31 However, the language of the two provisions is not relevantly distinguishable. Under s 12(3) of the Penalties and Sentences Act, “a conviction without recording the conviction is taken not to be a conviction for any purpose”. Section 4 of that Act defines “conviction” to mean a finding of guilt, or the acceptance of a plea of guilty, by a court. Section s 184(2) of the Youth Justice Act provides that, “a finding of guilt without the recording of a conviction is not taken to be a conviction for any purpose”. The difference between the provisions seems to be merely that “conviction” in s 12(3) of the Penalties and Sentences Act is separately defined, whereas s 184(2) of the Youth Justice Act is drafted to incorporate a similar definition, rather than the term being separately defined. Like s 12(3) of the Penalties and Sentences Act, s 184(2) of the Youth Justice Act does not deem a person “never to have been convicted of an offence”. Accordingly, s 85ZR(2) has no application.
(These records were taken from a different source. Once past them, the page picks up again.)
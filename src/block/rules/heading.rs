//! ATX headings: `#` through `######`.

use crate::block::state::is_space;
use crate::block::{BlockParser, BlockState};
use crate::token::{LineRange, Token};

pub fn heading(state: &mut BlockState<'_>, _parser: &BlockParser, start_line: usize, _end_line: usize, silent: bool) -> bool {
    if state.s_count[start_line] - state.blk_indent >= 4 {
        return false;
    }

    let start = state.content_start(start_line);
    let mut max = state.e_marks[start_line];
    if start >= max || state.byte(start) != b'#' {
        return false;
    }

    let pos = state.skip_chars(start, b'#').min(max);
    let level = pos - start;
    if level > 6 || (pos < max && !is_space(state.byte(pos))) {
        return false;
    }
    if silent {
        return true;
    }

    // Strip an optional closing sequence: `## title ##`
    max = state.skip_spaces_back(max, pos);
    let closing = state.skip_chars_back(max, b'#', pos);
    if closing > pos && is_space(state.byte(closing - 1)) {
        max = closing;
    }

    state.line = start_line + 1;
    let level = level as u8;
    state.push(Token::HeadingOpen { level });
    state.push(Token::Inline {
        content: state.src[pos..max].trim().to_string(),
        map: LineRange::new(start_line, state.line),
    });
    state.push(Token::HeadingClose { level });
    true
}
//! Block-level parser for Markdown.
//!
//! The block parser is line-oriented. A [`BlockState`] indexes the source by
//! line; an ordered [`Ruler`] of block rules is tried at each line, and the
//! first rule that claims the line pushes tokens and advances the cursor.
//! Container rules (blockquotes, list items, alerts) narrow the state and
//! call back into [`BlockParser::tokenize`] for their interior.
//!
//! Rules, in order:
//! - Indented code blocks
//! - Fenced code blocks
//! - Blockquotes
//! - Thematic breaks
//! - Lists
//! - Link reference definitions
//! - ATX headings
//! - Setext headings
//! - Paragraphs

mod parser;
mod ruler;
pub mod rules;
mod state;

pub use parser::BlockParser;
pub use ruler::{BlockRuleFn, Ruler, RulerError};
pub use state::{BlockState, ParentType};

/// Post-process tokens of a tight list: hide paragraphs that sit directly
/// inside its items.
///
/// `tokens` must start at the list's opening token. Since the list open is
/// pushed before its items are known to be tight, the paragraphs are patched
/// once the list is finished.
pub fn mark_tight_paragraphs(tokens: &mut [crate::Token]) {
    use crate::Token;

    // list open -> 1, list item open -> 2, paragraph open -> 3
    let mut depth: i32 = 0;
    for token in tokens.iter_mut() {
        match token {
            Token::ParagraphOpen { hidden } if depth == 2 => *hidden = true,
            Token::ParagraphClose { hidden } if depth == 3 => *hidden = true,
            _ => {}
        }
        depth += i32::from(token.nesting());
    }
}
//! Paragraphs: the fallback rule, claims any remaining line.

use crate::block::{BlockParser, BlockState, ParentType};
use crate::token::{LineRange, Token};

pub fn paragraph(state: &mut BlockState<'_>, parser: &BlockParser, start_line: usize, _end_line: usize, _silent: bool) -> bool {
    let end_line = state.line_max;
    let old_parent = state.parent;
    state.parent = ParentType::Paragraph;

    let mut next_line = start_line + 1;
    while next_line < end_line && !state.is_empty(next_line) {
        // Would be an indented code block, but lazy continuation wins.
        if state.s_count[next_line] - state.blk_indent > 3 {
            next_line += 1;
            continue;
        }
        // Lazy blockquote line, already vetted by the blockquote rule.
        if state.s_count[next_line] < 0 {
            next_line += 1;
            continue;
        }
        if parser.terminates("paragraph", state, next_line, end_line) {
            break;
        }
        next_line += 1;
    }

    let content = state.get_lines(start_line, next_line, state.blk_indent, false);
    state.line = next_line;

    state.push(Token::ParagraphOpen { hidden: false });
    state.push(Token::Inline {
        content: content.trim().to_string(),
        map: LineRange::new(start_line, next_line),
    });
    state.push(Token::ParagraphClose { hidden: false });

    state.parent = old_parent;
    true
}

#[cfg(test)]
mod tests {
    use crate::to_html;

    #[test]
    fn test_simple_paragraph() {
        assert_eq!(to_html("Hello world"), "<p>Hello world</p>\n");
    }

    #[test]
    fn test_multiline_paragraph() {
        assert_eq!(to_html("Line one\n  Line two"), "<p>Line one\nLine two</p>\n");
    }

    #[test]
    fn test_trailing_whitespace_trimmed() {
        assert_eq!(to_html("  padded   \n"), "<p>padded</p>\n");
    }

    #[test]
    fn test_interrupted_by_fence() {
        assert_eq!(
            to_html("para\n```\ncode\n```"),
            "<p>para</p>\n<pre><code>code\n</code></pre>\n"
        );
    }
}
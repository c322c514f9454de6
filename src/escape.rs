//! HTML escaping utilities.
//!
//! Two escape sets are in use:
//! - text content: `&`, `<`, `>`, `"`
//! - alert fields (type, title): the same plus `'`, which becomes `&#039;`
//!
//! Both scan for the first escapable byte with `memchr` and bulk-copy the
//! segments between escapes. Neither is entity-aware: escaping already
//! escaped text escapes it again.

use std::borrow::Cow;

use memchr::{memchr, memchr2, memchr3};

/// Lookup table for bytes escaped in text content.
const TEXT_ESCAPE_TABLE: [bool; 256] = {
    let mut table = [false; 256];
    table[b'<' as usize] = true;
    table[b'>' as usize] = true;
    table[b'&' as usize] = true;
    table[b'"' as usize] = true;
    table
};

/// Lookup table for the five-character map.
const HTML_ESCAPE_TABLE: [bool; 256] = {
    let mut table = TEXT_ESCAPE_TABLE;
    table[b'\'' as usize] = true;
    table
};

#[inline]
fn entity_for(b: u8) -> &'static [u8] {
    match b {
        b'&' => b"&amp;",
        b'<' => b"&lt;",
        b'>' => b"&gt;",
        b'"' => b"&quot;",
        b'\'' => b"&#039;",
        _ => unreachable!("byte {b:#x} is not in an escape table"),
    }
}

/// Escape text content into the output buffer.
///
/// # Example
/// ```
/// use alertmark::escape::escape_text_into;
///
/// let mut out = Vec::new();
/// escape_text_into(&mut out, b"<b> & \"q\"");
/// assert_eq!(out, b"&lt;b&gt; &amp; &quot;q&quot;");
/// ```
#[inline]
pub fn escape_text_into(out: &mut Vec<u8>, input: &[u8]) {
    let first = min_opt(memchr3(b'<', b'>', b'&', input), memchr(b'"', input));
    escape_from(out, input, first, &TEXT_ESCAPE_TABLE);
}

/// Escape with the five-character map into the output buffer.
#[inline]
pub fn escape_html_into(out: &mut Vec<u8>, input: &[u8]) {
    escape_from(out, input, first_html_escape(input), &HTML_ESCAPE_TABLE);
}

/// Escape `&`, `<`, `>`, `"` and `'` for embedding in markup.
///
/// Returns the input unchanged (borrowed) when nothing needs escaping.
///
/// # Example
/// ```
/// use alertmark::escape::escape_html;
///
/// assert_eq!(escape_html("<script>&\"'"), "&lt;script&gt;&amp;&quot;&#039;");
/// assert_eq!(escape_html("plain"), "plain");
/// ```
pub fn escape_html(text: &str) -> Cow<'_, str> {
    let bytes = text.as_bytes();
    let Some(first) = first_html_escape(bytes) else {
        return Cow::Borrowed(text);
    };
    let mut out = Vec::with_capacity(bytes.len() + bytes.len() / 4 + 8);
    escape_from(&mut out, bytes, Some(first), &HTML_ESCAPE_TABLE);
    // Only ASCII entity sequences replace ASCII bytes, so UTF-8 is preserved.
    match String::from_utf8(out) {
        Ok(s) => Cow::Owned(s),
        Err(_) => unreachable!("escaping preserves UTF-8"),
    }
}

fn escape_from(out: &mut Vec<u8>, input: &[u8], first: Option<usize>, table: &[bool; 256]) {
    let Some(mut pos) = first else {
        out.extend_from_slice(input);
        return;
    };
    out.extend_from_slice(&input[..pos]);

    while pos < input.len() {
        let scan_start = pos;
        while pos < input.len() && !table[input[pos] as usize] {
            pos += 1;
        }
        if pos > scan_start {
            out.extend_from_slice(&input[scan_start..pos]);
        }
        if pos < input.len() {
            out.extend_from_slice(entity_for(input[pos]));
            pos += 1;
        }
    }
}

#[inline]
fn first_html_escape(input: &[u8]) -> Option<usize> {
    min_opt(memchr3(b'<', b'>', b'&', input), memchr2(b'"', b'\'', input))
}

#[inline]
fn min_opt(a: Option<usize>, b: Option<usize>) -> Option<usize> {
    match (a, b) {
        (Some(a), Some(b)) => Some(a.min(b)),
        (a, None) => a,
        (None, b) => b,
    }
}

/// Percent-encode a link destination and escape it for an attribute value.
///
/// Unreserved and reserved URL characters pass through, as do existing
/// `%XX` sequences; everything else (spaces, brackets, control and non-ASCII
/// bytes) is percent-encoded. `&` is then entity-escaped.
pub fn write_link_url(out: &mut Vec<u8>, url: &[u8]) {
    const HEX: &[u8; 16] = b"0123456789ABCDEF";

    let mut pos = 0;
    while pos < url.len() {
        let b = url[pos];
        match b {
            b'%' if pos + 2 < url.len()
                && url[pos + 1].is_ascii_hexdigit()
                && url[pos + 2].is_ascii_hexdigit() =>
            {
                out.extend_from_slice(&url[pos..pos + 3]);
                pos += 3;
                continue;
            }
            b'&' => out.extend_from_slice(b"&amp;"),
            b'a'..=b'z'
            | b'A'..=b'Z'
            | b'0'..=b'9'
            | b';'
            | b'/'
            | b'?'
            | b':'
            | b'@'
            | b'='
            | b'+'
            | b'$'
            | b','
            | b'-'
            | b'_'
            | b'.'
            | b'!'
            | b'~'
            | b'*'
            | b'\''
            | b'('
            | b')'
            | b'#' => out.push(b),
            _ => {
                out.push(b'%');
                out.push(HEX[(b >> 4) as usize]);
                out.push(HEX[(b & 0xF) as usize]);
            }
        }
        pos += 1;
    }
}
32 It follows that s 12(3)(a) of the Penalties and Sentences Act, s 184(2) of the Youth Justice Act and s 85ZR(2) of the Crimes Act do not prohibit the Minister from taking into account a finding of guilt, or acceptance of a plea of guilty, and the facts and circumstances of the offence. To the extent that the Minister considered such matters in the exercise of his powers under s 501CA(4) of the Act, the Minister did not take an irrelevant consideration into account.
33 The first ground must be rejected.
Ground 2: Failing to take into account a consequence of the decision
34 Ground 2 is that the Minister failed to take into account that a consequence of the decision would be to prevent the sentence imposed on the applicant on 2 February 2018 from being executed or carried out to its completion.
35 In oral submissions, the applicant’s counsel explained that there are two components of this ground, namely whether the power can be exercised without, first, consideration of the effect of the Magistrates Court’s decision; and, second, consideration of the fact that the Minister’s decision would prevent the applicant from carrying out the rehabilitative component of that sentence.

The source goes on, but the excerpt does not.